Action item:
In the entries below, find the line with "config.max_workers = workers;" and print exactly every line from there up to and including the line with "pub fn run(cli: Cli)", with no other lines.

======== Dataset excerpts ========

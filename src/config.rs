use crate::error::{ProcessingError, Result};
use crate::utils::constants::{
    COMPRESSION_SNAPPY, DEFAULT_DATA_DIR, DEFAULT_OUTPUT_DIR, DEFAULT_ROW_GROUP_SIZE,
    DEFAULT_SCHEMA_CUTOFF_YEAR, RAW_FILE_TEMPLATE, REGISTRY_FILE,
};
use crate::utils::filename::{raw_file_name, raw_file_path};
use serde::{Deserialize, Serialize};
use std::path::{Path, PathBuf};
use tracing::debug;
use validator::Validate;

/// Environment variables with this prefix override file settings,
/// e.g. `PM25_OUTPUT_DIR=out` or `PM25_YEARS=2015,2024`.
pub const ENV_PREFIX: &str = "PM25";

/// Pipeline settings: defaults, then an optional TOML file, then
/// `PM25_*` environment variables, then command-line overrides.
#[derive(Debug, Clone, PartialEq, Serialize, Deserialize, Validate)]
#[serde(default)]
pub struct PipelineConfig {
    pub data_dir: PathBuf,
    pub output_dir: PathBuf,

    /// Relative paths resolve against `data_dir`
    pub registry_file: PathBuf,

    /// Yearly file name pattern; `{year}` is substituted
    #[validate(length(min = 1))]
    pub raw_file_template: String,

    #[validate(length(min = 1))]
    pub years: Vec<i32>,

    /// Years after this one use the six-row metadata layout
    pub schema_cutoff_year: i32,

    /// Raw files were dumped with a label row and an index column
    pub raw_index_column: bool,

    pub use_mmap: bool,

    #[validate(range(min = 1))]
    pub max_workers: usize,

    pub cities: Vec<String>,
    pub trend_years: Vec<i32>,

    pub write_parquet: bool,
    pub compression: String,

    #[validate(range(min = 1))]
    pub row_group_size: usize,
}

impl Default for PipelineConfig {
    fn default() -> Self {
        Self {
            data_dir: PathBuf::from(DEFAULT_DATA_DIR),
            output_dir: PathBuf::from(DEFAULT_OUTPUT_DIR),
            registry_file: PathBuf::from(REGISTRY_FILE),
            raw_file_template: RAW_FILE_TEMPLATE.to_string(),
            years: vec![2015, 2018, 2021, 2024],
            schema_cutoff_year: DEFAULT_SCHEMA_CUTOFF_YEAR,
            raw_index_column: true,
            use_mmap: false,
            max_workers: num_cpus::get(),
            cities: vec!["Warszawa".to_string(), "Katowice".to_string()],
            trend_years: vec![2015, 2024],
            write_parquet: false,
            compression: COMPRESSION_SNAPPY.to_string(),
            row_group_size: DEFAULT_ROW_GROUP_SIZE,
        }
    }
}

impl PipelineConfig {
    /// Layer an optional config file and the environment over the defaults
    pub fn load(path: Option<&Path>) -> Result<Self> {
        let mut builder = config::Config::builder();

        if let Some(path) = path {
            if !path.exists() {
                return Err(ProcessingError::Config(format!(
                    "Config file not found: {}",
                    path.display()
                )));
            }
            builder = builder.add_source(config::File::from(path));
        }

        let settings = builder
            .add_source(
                config::Environment::with_prefix(ENV_PREFIX)
                    .try_parsing(true)
                    .list_separator(",")
                    .with_list_parse_key("years")
                    .with_list_parse_key("cities")
                    .with_list_parse_key("trend_years"),
            )
            .build()?;

        let config: PipelineConfig = settings.try_deserialize()?;
        debug!("loaded configuration: {:?}", config);
        Ok(config)
    }

    /// Field constraints plus the checks that span several fields
    pub fn validate_all(&self) -> Result<()> {
        self.validate()?;

        raw_file_name(&self.raw_file_template, DEFAULT_SCHEMA_CUTOFF_YEAR)?;

        if let Some(year) = self
            .trend_years
            .iter()
            .find(|year| !self.years.contains(year))
        {
            return Err(ProcessingError::Config(format!(
                "trend year {} is not among the processed years {:?}",
                year, self.years
            )));
        }

        Ok(())
    }

    pub fn registry_path(&self) -> PathBuf {
        if self.registry_file.is_absolute() {
            self.registry_file.clone()
        } else {
            self.data_dir.join(&self.registry_file)
        }
    }

    /// (year, path) for every configured year, in ascending year order
    pub fn raw_paths(&self) -> Result<Vec<(i32, PathBuf)>> {
        let mut years = self.years.clone();
        years.sort_unstable();
        years.dedup();

        years
            .into_iter()
            .map(|year| Ok((year, raw_file_path(&self.data_dir, &self.raw_file_template, year)?)))
            .collect()
    }
}

#[cfg(test)]
mod tests {
    use super::*;
    use std::io::Write;
    use tempfile::Builder;

    #[test]
    fn test_defaults_are_valid() {
        let config = PipelineConfig::default();
        assert!(config.validate_all().is_ok());
        assert_eq!(config.registry_path(), PathBuf::from("data/raw/Metadata.csv"));
    }

    #[test]
    fn test_load_from_toml_file() -> Result<()> {
        let mut file = Builder::new().suffix(".toml").tempfile()?;
        writeln!(file, "output_dir = \"out\"")?;
        writeln!(file, "years = [2015, 2024]")?;
        writeln!(file, "write_parquet = true")?;

        let config = PipelineConfig::load(Some(file.path()))?;

        assert_eq!(config.output_dir, PathBuf::from("out"));
        assert_eq!(config.years, vec![2015, 2024]);
        assert!(config.write_parquet);
        // untouched fields keep their defaults
        assert_eq!(config.schema_cutoff_year, DEFAULT_SCHEMA_CUTOFF_YEAR);
        Ok(())
    }

    #[test]
    fn test_missing_config_file_is_an_error() {
        let result = PipelineConfig::load(Some(Path::new("/nonexistent/pm25.toml")));
        assert!(matches!(result, Err(ProcessingError::Config(_))));
    }

    #[test]
    fn test_validation_failures() {
        let config = PipelineConfig {
            years: vec![],
            ..PipelineConfig::default()
        };
        assert!(matches!(
            config.validate_all(),
            Err(ProcessingError::Validation(_))
        ));

        let config = PipelineConfig {
            raw_file_template: "raw.csv".to_string(),
            ..PipelineConfig::default()
        };
        assert!(matches!(config.validate_all(), Err(ProcessingError::Config(_))));

        let config = PipelineConfig {
            trend_years: vec![2016],
            ..PipelineConfig::default()
        };
        assert!(matches!(config.validate_all(), Err(ProcessingError::Config(_))));

        let config = PipelineConfig {
            row_group_size: 0,
            ..PipelineConfig::default()
        };
        assert!(matches!(
            config.validate_all(),
            Err(ProcessingError::Validation(_))
        ));
    }

    #[test]
    fn test_raw_paths_sorted_and_deduplicated() -> Result<()> {
        let config = PipelineConfig {
            data_dir: PathBuf::from("in"),
            years: vec![2024, 2015, 2024],
            ..PipelineConfig::default()
        };

        let paths = config.raw_paths()?;
        assert_eq!(
            paths,
            vec![
                (2015, PathBuf::from("in/raw2015.csv")),
                (2024, PathBuf::from("in/raw2024.csv")),
            ]
        );
        Ok(())
    }
}
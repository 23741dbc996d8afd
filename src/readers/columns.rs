use crate::error::{ProcessingError, Result};

/// Collapse internal whitespace (line breaks included) to single spaces
pub fn normalize_header(raw: &str) -> String {
    raw.split_whitespace().collect::<Vec<_>>().join(" ")
}

/// Locate a column by name: an exact match wins, otherwise the first header
/// starting with `name` (sheet headers often carry trailing notes).
pub fn find_column<'a, I>(headers: I, name: &str) -> Option<usize>
where
    I: IntoIterator<Item = &'a str>,
{
    let normalized: Vec<String> = headers.into_iter().map(normalize_header).collect();

    normalized
        .iter()
        .position(|header| header == name)
        .or_else(|| normalized.iter().position(|header| header.starts_with(name)))
}

/// Indices of `required` columns, or `MissingRequiredColumn` listing every absent one
pub fn require_columns<'a, I>(table: &str, headers: I, required: &[&str]) -> Result<Vec<usize>>
where
    I: IntoIterator<Item = &'a str> + Clone,
{
    let mut indices = Vec::with_capacity(required.len());
    let mut missing = Vec::new();

    for name in required {
        match find_column(headers.clone(), name) {
            Some(index) => indices.push(index),
            None => missing.push(name.to_string()),
        }
    }

    if missing.is_empty() {
        Ok(indices)
    } else {
        Err(ProcessingError::missing_columns(table, missing))
    }
}
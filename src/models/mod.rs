pub mod aggregates;
pub mod layout;
pub mod record;
pub mod station;
pub mod table;

pub use aggregates::{CityMonthlyMean, DailyMean, ExceedanceCount, MonthlyMean, RegionalAverage};
pub use layout::{LayoutVersion, RowRole, SchemaLayout};
pub use record::{CombinedDataset, CombinedRecord, LongRecord, YearTable};
pub use station::{RegistryEntry, StationRegistry};
pub use table::{Cell, RawTable, WideTable};
pub mod constants;
pub mod encoding;
pub mod filename;
pub mod parsing;
pub mod progress;

pub use constants::*;
pub use encoding::{decode_text, sniff_delimiter};
pub use filename::{raw_file_name, raw_file_path};
pub use parsing::{owning_day, parse_decimal, parse_decimal_cell, parse_timestamp};
pub use progress::ProgressReporter;
pub mod args;
pub mod commands;

pub use args::{from_current_dir, Cli, Commands, PipelineArgs};
pub use commands::{load_combined, run, run_pipeline};
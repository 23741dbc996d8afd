use crate::config::PipelineConfig;
use clap::{Args, Parser, Subcommand};
use std::path::{Path, PathBuf};

#[derive(Parser)]
#[command(name = "pm25-processor")]
#[command(about = "GIOŚ hourly PM2.5 archive processor")]
#[command(version)]
pub struct Cli {
    #[command(subcommand)]
    pub command: Commands,

    #[arg(short, long, global = true, help = "Enable verbose logging")]
    pub verbose: bool,

    #[arg(short, long, global = true, help = "Only log warnings and errors")]
    pub quiet: bool,

    #[arg(long, global = true, help = "TOML configuration file")]
    pub config: Option<PathBuf>,
}

#[derive(Subcommand)]
pub enum Commands {
    /// Clean, align and aggregate the yearly tables, then write all outputs
    Process {
        #[command(flatten)]
        pipeline: PipelineArgs,

        #[arg(short, long, help = "Directory for the CSV outputs")]
        output_dir: Option<PathBuf>,

        #[arg(long, help = "Also write the combined dataset as Parquet")]
        parquet: bool,

        #[arg(short, long, help = "Parquet compression (snappy, gzip, lz4, zstd, none)")]
        compression: Option<String>,
    },

    /// Run the pipeline and print the integrity report without writing files
    Validate {
        #[command(flatten)]
        pipeline: PipelineArgs,
    },

    /// Recompute the aggregates from a saved combined dataset
    Analyze {
        #[arg(short, long, help = "Combined dataset (.csv or .parquet)")]
        input: PathBuf,

        #[arg(
            short,
            long,
            help = "Station registry CSV, relative to the current directory"
        )]
        registry: Option<PathBuf>,

        #[arg(short, long, help = "Directory for the CSV outputs")]
        output_dir: Option<PathBuf>,

        #[arg(long, value_delimiter = ',', help = "Cities for the monthly/trend tables")]
        cities: Option<Vec<String>>,

        #[arg(long, value_delimiter = ',', help = "Years kept in the trend table")]
        trend_years: Option<Vec<i32>>,
    },

    /// Rebuild the trend table from a saved city monthly table
    Trend {
        #[arg(short, long, help = "City monthly means CSV (year, month, city, value)")]
        input: PathBuf,

        #[arg(short, long, help = "Directory for the trend CSV")]
        output_dir: Option<PathBuf>,

        #[arg(long, value_delimiter = ',', help = "Years kept in the trend table")]
        trend_years: Option<Vec<i32>>,
    },
}

/// Paths given on the command line are taken relative to the working
/// directory, unlike config-file paths which resolve against `data_dir`
pub fn from_current_dir(path: &Path) -> PathBuf {
    std::env::current_dir()
        .map(|dir| dir.join(path))
        .unwrap_or_else(|_| path.to_path_buf())
}

/// Input options shared by `process` and `validate`
#[derive(Args, Debug, Default)]
pub struct PipelineArgs {
    #[arg(short, long, help = "Directory holding the raw yearly tables")]
    pub data_dir: Option<PathBuf>,

    #[arg(
        short,
        long,
        help = "Station registry CSV, relative to the current directory"
    )]
    pub registry: Option<PathBuf>,

    #[arg(short, long, value_delimiter = ',', help = "Years to process, e.g. 2015,2024")]
    pub years: Option<Vec<i32>>,

    #[arg(long, help = "Raw file name pattern containing {year}")]
    pub template: Option<String>,

    #[arg(long, help = "Last year published in the short metadata layout")]
    pub cutoff_year: Option<i32>,

    #[arg(long, help = "Raw files have no pandas label row/index column")]
    pub no_index_column: bool,

    #[arg(long, help = "Memory-map raw files while reading")]
    pub mmap: bool,

    #[arg(long)]
    pub max_workers: Option<usize>,
}

impl PipelineArgs {
    /// Command-line values take precedence over file and environment
    pub fn apply(&self, config: &mut PipelineConfig) {
        if let Some(dir) = &self.data_dir {
            config.data_dir = dir.clone();
        }
        if let Some(registry) = &self.registry {
            config.registry_file = from_current_dir(registry);
        }
        if let Some(years) = &self.years {
            config.years = years.clone();
        }
        if let Some(template) = &self.template {
            config.raw_file_template = template.clone();
        }
        if let Some(cutoff) = self.cutoff_year {
            config.schema_cutoff_year = cutoff;
        }
        if self.no_index_column {
            config.raw_index_column = false;
        }
        if self.mmap {
            config.use_mmap = true;
        }
        if let Some(workers) = self.max_workers {
            config.max_workers = workers;
        }
    }
}
use crate::analyzers::{trend_summary, AnalysisOutputs, Pm25Analyzer};
use crate::cli::args::{from_current_dir, Cli, Commands};
use crate::config::PipelineConfig;
use crate::error::{ProcessingError, Result};
use crate::models::{CombinedDataset, StationRegistry};
use crate::processors::{
    Aggregator, IntegrityChecker, IntegrityReport, ParallelProcessor, PipelineOutput, TracingSink,
    YearSource,
};
use crate::readers::{CombinedReader, RawTableReader, RegistryReader};
use crate::utils::constants::{COMBINED_PARQUET_FILE, TREND_FILE};
use crate::utils::progress::ProgressReporter;
use crate::writers::{CsvWriter, ParquetWriter};
use std::path::Path;
use tracing::{debug, info, warn};

pub fn run(cli: Cli) -> Result<()> {
    setup_logging(cli.verbose, cli.quiet);

    let mut config = PipelineConfig::load(cli.config.as_deref())?;

    match cli.command {
        Commands::Process {
            pipeline,
            output_dir,
            parquet,
            compression,
        } => {
            pipeline.apply(&mut config);
            if let Some(dir) = output_dir {
                config.output_dir = dir;
            }
            if parquet {
                config.write_parquet = true;
            }
            if let Some(compression) = compression {
                config.compression = compression;
            }
            config.validate_all()?;

            process(&config, cli.quiet)
        }

        Commands::Validate { pipeline } => {
            pipeline.apply(&mut config);
            config.validate_all()?;

            validate(&config, cli.quiet)
        }

        Commands::Analyze {
            input,
            registry,
            output_dir,
            cities,
            trend_years,
        } => {
            if let Some(registry) = registry {
                config.registry_file = from_current_dir(&registry);
            }
            if let Some(dir) = output_dir {
                config.output_dir = dir;
            }
            if let Some(cities) = cities {
                config.cities = cities;
            }
            if let Some(years) = trend_years {
                config.trend_years = years;
            }

            analyze(&config, &input, cli.quiet)
        }

        Commands::Trend {
            input,
            output_dir,
            trend_years,
        } => {
            if let Some(dir) = output_dir {
                config.output_dir = dir;
            }
            if let Some(years) = trend_years {
                config.trend_years = years;
            }

            trend(&config, &input, cli.quiet)
        }
    }
}

/// Read the registry and every yearly table, then align the years
pub fn run_pipeline(
    config: &PipelineConfig,
    quiet: bool,
) -> Result<(StationRegistry, PipelineOutput)> {
    let registry = RegistryReader::new().read_registry(&config.registry_path())?;

    let mut sources = Vec::new();
    for (year, path) in config.raw_paths()? {
        if !path.exists() {
            return Err(ProcessingError::MissingData(format!(
                "raw table for {} not found at {}",
                year,
                path.display()
            )));
        }
        sources.push(YearSource::File { year, path });
    }

    let reader = RawTableReader::new()
        .with_pandas_index(config.raw_index_column)
        .with_mmap(config.use_mmap);
    let processor = ParallelProcessor::new(config.max_workers)
        .with_cutoff_year(config.schema_cutoff_year)
        .with_reader(reader);

    let progress = ProgressReporter::for_years(sources.len(), quiet);
    let output = processor.process_all(&sources, &registry, &TracingSink, Some(&progress))?;
    progress.finish_with_message(&format!(
        "Aligned {} years: {} records from {} stations",
        output.years.len(),
        output.dataset.len(),
        output.dataset.stations.len()
    ));

    Ok((registry, output))
}

fn integrity_report(output: &PipelineOutput, outputs: &AnalysisOutputs) -> IntegrityReport {
    IntegrityChecker::new().check_integrity(
        &output.dataset,
        output.years.clone(),
        &output.alignment,
        &outputs.exceedance,
    )
}

fn process(config: &PipelineConfig, quiet: bool) -> Result<()> {
    let (registry, output) = run_pipeline(config, quiet)?;

    let analyzer = Pm25Analyzer::new(config.cities.clone(), config.trend_years.clone());
    let outputs = analyzer.analyze(&output.dataset, &registry);

    let checker = IntegrityChecker::new();
    let report = integrity_report(&output, &outputs);
    println!("\n{}", checker.generate_summary(&report));

    let writer = CsvWriter::new(&config.output_dir);
    writer.write_combined(&output.dataset)?;
    let written = writer.write_outputs(&outputs)?;
    let summary = outputs.summary();
    writer.write_summary(&summary)?;

    if config.write_parquet {
        write_parquet(config, &output.dataset)?;
    }

    println!("{}", summary.report());
    info!(
        "wrote {} aggregate tables to {}",
        written.len(),
        config.output_dir.display()
    );
    println!("Processing complete!");
    Ok(())
}

fn write_parquet(config: &PipelineConfig, dataset: &CombinedDataset) -> Result<()> {
    let path = config.output_dir.join(COMBINED_PARQUET_FILE);
    let writer = ParquetWriter::new()
        .with_compression(&config.compression)?
        .with_row_group_size(config.row_group_size);

    if dataset.is_empty() {
        warn!("combined dataset is empty, no Parquet file written");
        return Ok(());
    }

    writer.write_records(&dataset.records, &path)?;
    let file_info = writer.get_file_info(&path)?;
    println!("\n{}", file_info.summary());
    Ok(())
}

fn validate(config: &PipelineConfig, quiet: bool) -> Result<()> {
    let (registry, output) = run_pipeline(config, quiet)?;

    let aggregator = Aggregator::new();
    let exceedance = aggregator.exceedance_from_dataset(&output.dataset);
    debug!(
        "{} regional averages computed",
        aggregator.regional_averages(&exceedance, &registry).len()
    );

    let checker = IntegrityChecker::new();
    let report = checker.check_integrity(
        &output.dataset,
        output.years.clone(),
        &output.alignment,
        &exceedance,
    );
    println!("\n{}", checker.generate_summary(&report));

    if report.violations.is_empty() {
        println!("✅ All data passed validation checks");
    } else {
        println!("⚠️  Found {} validation issues", report.violations.len());
    }
    println!("Validation complete - no output files written");
    Ok(())
}

fn analyze(config: &PipelineConfig, input: &Path, quiet: bool) -> Result<()> {
    let registry = RegistryReader::new().read_registry(&config.registry_path())?;

    let spinner =
        ProgressReporter::new_spinner(&format!("Loading {}", input.display()), quiet);
    let dataset = load_combined(input)?;
    spinner.finish_with_message(&format!("Loaded {} records", dataset.len()));

    if dataset.is_empty() {
        return Err(ProcessingError::MissingData(format!(
            "no records in {}",
            input.display()
        )));
    }

    let analyzer = Pm25Analyzer::new(config.cities.clone(), config.trend_years.clone());
    let outputs = analyzer.analyze(&dataset, &registry);

    let writer = CsvWriter::new(&config.output_dir);
    writer.write_outputs(&outputs)?;
    let summary = outputs.summary();
    writer.write_summary(&summary)?;

    println!("{}", summary.report());
    Ok(())
}

fn trend(config: &PipelineConfig, input: &Path, quiet: bool) -> Result<()> {
    let spinner =
        ProgressReporter::new_spinner(&format!("Loading {}", input.display()), quiet);
    let analyzer = Pm25Analyzer::new(config.cities.clone(), config.trend_years.clone());
    let trend = analyzer.trend_from_file(input)?;
    spinner.finish_with_message(&format!("Selected {} trend rows", trend.len()));

    if trend.is_empty() {
        warn!(
            "no rows of {} fall in the trend years {:?}",
            input.display(),
            config.trend_years
        );
    }

    let path = CsvWriter::new(&config.output_dir).write_records(TREND_FILE, &trend)?;
    let summary = trend_summary(&trend);
    println!(
        "Trend: {} cities over years {:?} written to {}",
        summary.cities_present.len(),
        summary.years_present,
        path.display()
    );
    Ok(())
}

/// Combined dataset from CSV, or from Parquet when the extension says so
pub fn load_combined(path: &Path) -> Result<CombinedDataset> {
    let is_parquet = path
        .extension()
        .and_then(|ext| ext.to_str())
        .is_some_and(|ext| ext.eq_ignore_ascii_case("parquet"));

    if is_parquet {
        let records = ParquetWriter::new().read_records(path, 0)?;
        Ok(CombinedDataset::from_records(records))
    } else {
        CombinedReader::new().read_dataset(path)
    }
}

/// Set up structured logging on stderr; `RUST_LOG` overrides the flags
fn setup_logging(verbose: bool, quiet: bool) {
    use tracing_subscriber::{fmt, layer::SubscriberExt, util::SubscriberInitExt, EnvFilter};

    let log_level = if verbose {
        "debug"
    } else if quiet {
        "warn"
    } else {
        "info"
    };

    let filter = EnvFilter::try_from_default_env()
        .unwrap_or_else(|_| EnvFilter::new(format!("pm25_processor={}", log_level)));

    let result = tracing_subscriber::registry()
        .with(filter)
        .with(
            fmt::layer()
                .with_target(false)
                .with_level(true)
                .with_timer(fmt::time::uptime())
                .with_writer(std::io::stderr),
        )
        .try_init();

    if result.is_ok() {
        debug!("Logging initialized at level: {}", log_level);
    }
}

========

Expected answer:
            config.max_workers = workers;
        }
    }
}
use crate::analyzers::{trend_summary, AnalysisOutputs, Pm25Analyzer};
use crate::cli::args::{from_current_dir, Cli, Commands};
use crate::config::PipelineConfig;
use crate::error::{ProcessingError, Result};
use crate::models::{CombinedDataset, StationRegistry};
use crate::processors::{
    Aggregator, IntegrityChecker, IntegrityReport, ParallelProcessor, PipelineOutput, TracingSink,
    YearSource,
};
use crate::readers::{CombinedReader, RawTableReader, RegistryReader};
use crate::utils::constants::{COMBINED_PARQUET_FILE, TREND_FILE};
use crate::utils::progress::ProgressReporter;
use crate::writers::{CsvWriter, ParquetWriter};
use std::path::Path;
use tracing::{debug, info, warn};

pub fn run(cli: Cli) -> Result<()> {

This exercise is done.